The Southwestern Athletic Conference was created by the Texas Black Schools in 1920, allowing African Americans to play football and a range of other sports, which they were previously unable to access at the height of segregation in the US. The Southwestern Athletic Conference was known as one of the top African-American athletic conferences in the United States.

===Education===
In 1884, the Robertson Hill School, one of the city's first schools for African American children was built at San Marcos and 11th streets. A high school was later added in 1889 before being relocated in 1907 to Olive and Curve Streets, where it was renamed to E.H Anderson High School.

The Coloured Teachers State Association building served African American teachers from 1952 until 1966 when it merged with the Texas State Teachers Association. The group was instrumental in the struggle to desegregate public schools and win equal rights and wages for African American teachers throughout Texas.

At the University of Texas, which is located in Austin, The Big XII Conference on Black Students. The conference was made when Black students from all of the schools in the Big Eight Conference came together in recognition that they were suffering from similar problems in their respective institutions. The Annual Big XII Conference meets every year to promote leadership, awareness, and goodwill to the Black Communities in Austin and wider Texas, both on and off-campus.

The Art Galleries at Black Studies at the University of Texas has two galleries dedicated to showcasing narratives of Black and African identities: The Christian-Green Gallery and the Idea Lab.

===Politics===
Barbara Jordan, an Austin native, was the first African-American person to serve in the Texas Senate since its reconstruction and served from 1966 to 1972. She was also the first African American woman elected to the U.S. Congress from the South, serving from 1972 to 1978, and was the first woman to deliver the keynote address at a national party convention (Democratic Convention in 1976 and 1992). To commemorate her achievements, there are statues of Jordan placed at Austin's airport and on the University of Texas campus.

===Housing===
The Rosewood courts were the first housing projects built for African Americans under the U.S. Housing Act of 1937 and were established as part of the New Deal, which was lobbied by the then congressman Lyndon Baines Johnson.
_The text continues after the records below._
//! Error types callers branch on.

use thiserror::Error;

/// Returned by a persistence backend when the user's session is no longer
/// valid (expired or revoked refresh token). The store reacts by signing out.
#[derive(Error, Debug, Clone, PartialEq, Eq)]
#[error("session expired: {0}")]
pub struct SessionExpired(pub String);

#[derive(Error, Debug)]
pub enum StoreError {
    /// No authenticated identity to key the write on
    #[error("not signed in")]
    NotSignedIn,

    /// The backend rejected the session; local state has been reset
    #[error("session expired, signed out")]
    SessionExpired,

    /// Budget category blank or limit negative / not finite
    #[error("invalid budget: {0}")]
    InvalidBudget(String),

    /// The persistence backend failed
    #[error("persistence error: {0:#}")]
    Persistence(anyhow::Error),
}

/// True when `err` (or anything in its chain) is a [`SessionExpired`].
pub fn is_session_expired(err: &anyhow::Error) -> bool {
    err.chain().any(|e| e.is::<SessionExpired>())
}
use std::sync::Arc;
use tokio::sync::mpsc;

use smartspend_core::Role;
use smartspend_intake::{IntakeOutcome, IntakePipeline};

#[derive(Debug, Clone)]
pub struct ChatRequest {
    pub request_id: u64,
    pub text: String,
}

#[derive(Debug, Clone, PartialEq)]
pub enum ChatEvent {
    Started {
        request_id: u64,
    },
    /// The submission finished; `reply` is the assistant message it produced
    Completed {
        request_id: u64,
        outcome: IntakeOutcome,
        reply: Option<String>,
    },
}

/// Feed chat lines into the pipeline without blocking the input loop.
///
/// Each request runs on its own task, so a line typed while the previous one
/// is still with the parser reaches the pipeline and comes back as
/// [`IntakeOutcome::Busy`].
pub async fn run_worker(
    pipeline: Arc<IntakePipeline>,
    mut rx: mpsc::UnboundedReceiver<ChatRequest>,
    tx: mpsc::UnboundedSender<ChatEvent>,
) {
    while let Some(req) = rx.recv().await {
        let pipeline = pipeline.clone();
        let tx = tx.clone();
        tokio::spawn(async move {
            let _ = tx.send(ChatEvent::Started {
                request_id: req.request_id,
            });
            let outcome = pipeline.submit(&req.text).await;
            let reply = match outcome {
                IntakeOutcome::Ignored | IntakeOutcome::Busy => None,
                _ => pipeline
                    .store()
                    .chat()
                    .into_iter()
                    .rev()
                    .find(|m| m.role == Role::Assistant)
                    .map(|m| m.text),
            };
            let _ = tx.send(ChatEvent::Completed {
                request_id: req.request_id,
                outcome,
                reply,
            });
        });
    }
}
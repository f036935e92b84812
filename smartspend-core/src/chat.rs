//! Chat history entries shown in the conversation view.

use chrono::{DateTime, Utc};
use serde::{Deserialize, Serialize};

use crate::expense::Expense;

#[derive(Debug, Clone, Copy, PartialEq, Eq, Serialize, Deserialize)]
#[serde(rename_all = "lowercase")]
pub enum Role {
    User,
    Assistant,
}

impl Role {
    pub fn as_str(&self) -> &'static str {
        match self {
            Role::User => "user",
            Role::Assistant => "assistant",
        }
    }
}

/// Structured payload attached to the reply for a freshly saved expense.
#[derive(Debug, Clone, Serialize, Deserialize, PartialEq)]
pub struct ChatMeta {
    pub expense: Expense,
    /// Signed remaining budget for the expense's category; negative when over
    pub budget_left: f64,
}

#[derive(Debug, Clone, Serialize, Deserialize, PartialEq)]
pub struct ChatMessage {
    pub id: String,
    pub role: Role,
    pub text: String,
    pub timestamp: DateTime<Utc>,
    #[serde(default, skip_serializing_if = "Option::is_none")]
    pub meta: Option<ChatMeta>,
}

impl ChatMessage {
    pub fn new(role: Role, text: impl Into<String>) -> Self {
        Self {
            id: uuid::Uuid::new_v4().to_string(),
            role,
            text: text.into(),
            timestamp: Utc::now(),
            meta: None,
        }
    }

    pub fn user(text: impl Into<String>) -> Self {
        Self::new(Role::User, text)
    }

    pub fn assistant(text: impl Into<String>) -> Self {
        Self::new(Role::Assistant, text)
    }

    pub fn with_meta(mut self, expense: Expense, budget_left: f64) -> Self {
        self.meta = Some(ChatMeta {
            expense,
            budget_left,
        });
        self
    }
}
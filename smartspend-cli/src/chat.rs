//! Line-oriented chat loop.

use anyhow::Result;
use std::sync::Arc;
use tokio::io::{AsyncBufReadExt, BufReader};
use tokio::sync::mpsc;

use smartspend_core::Role;
use smartspend_intake::{IntakeOutcome, IntakePipeline};

use crate::chat_worker::{run_worker, ChatEvent, ChatRequest};

const BUSY: &str = "(still saving the last one, send that again in a moment)";

pub async fn run_chat(pipeline: Arc<IntakePipeline>, history: usize) -> Result<()> {
    let chat = pipeline.store().chat();
    for m in chat.iter().skip(chat.len().saturating_sub(history)) {
        print_message(m.role, &m.text);
    }
    println!("Tell me what you spent, e.g. \"uber 300 yesterday\". Ctrl-D or /quit to leave.");

    let (req_tx, req_rx) = mpsc::unbounded_channel();
    let (ev_tx, mut ev_rx) = mpsc::unbounded_channel();
    let worker = tokio::spawn(run_worker(pipeline.clone(), req_rx, ev_tx));

    let mut lines = BufReader::new(tokio::io::stdin()).lines();
    let mut next_id = 0u64;
    let mut pending = 0usize;
    let mut input_open = true;

    while input_open || pending > 0 {
        tokio::select! {
            line = lines.next_line(), if input_open => {
                match line? {
                    None => input_open = false,
                    Some(l) if matches!(l.trim(), "/quit" | "/exit") => input_open = false,
                    Some(l) => {
                        next_id += 1;
                        pending += 1;
                        if req_tx.send(ChatRequest { request_id: next_id, text: l }).is_err() {
                            break;
                        }
                    }
                }
            }
            ev = ev_rx.recv() => {
                let Some(ev) = ev else { break };
                if let ChatEvent::Completed { outcome, reply, .. } = ev {
                    pending = pending.saturating_sub(1);
                    match (outcome, reply) {
                        (IntakeOutcome::Busy, _) => println!("{BUSY}"),
                        (_, Some(text)) => print_message(Role::Assistant, &text),
                        _ => {}
                    }
                }
            }
        }
    }

    drop(req_tx);
    worker.abort();
    Ok(())
}

fn print_message(role: Role, text: &str) {
    match role {
        Role::User => println!("you> {text}"),
        Role::Assistant => println!("smartspend> {text}"),
    }
}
The Rogers Washington Holy Cross Historical district was originally developed in the 1950s and was named a historic district in 2020. It served as the first Black-only district in Austin and featured seven homes.

===Arts===
The George Washington Carver Museum and Cultural Center collects, preserves and exhibits African American historical and cultural material in Austin. The museum has two rotating art galleries as well as four permanent exhibits honoring African-American history in Austin and beyond.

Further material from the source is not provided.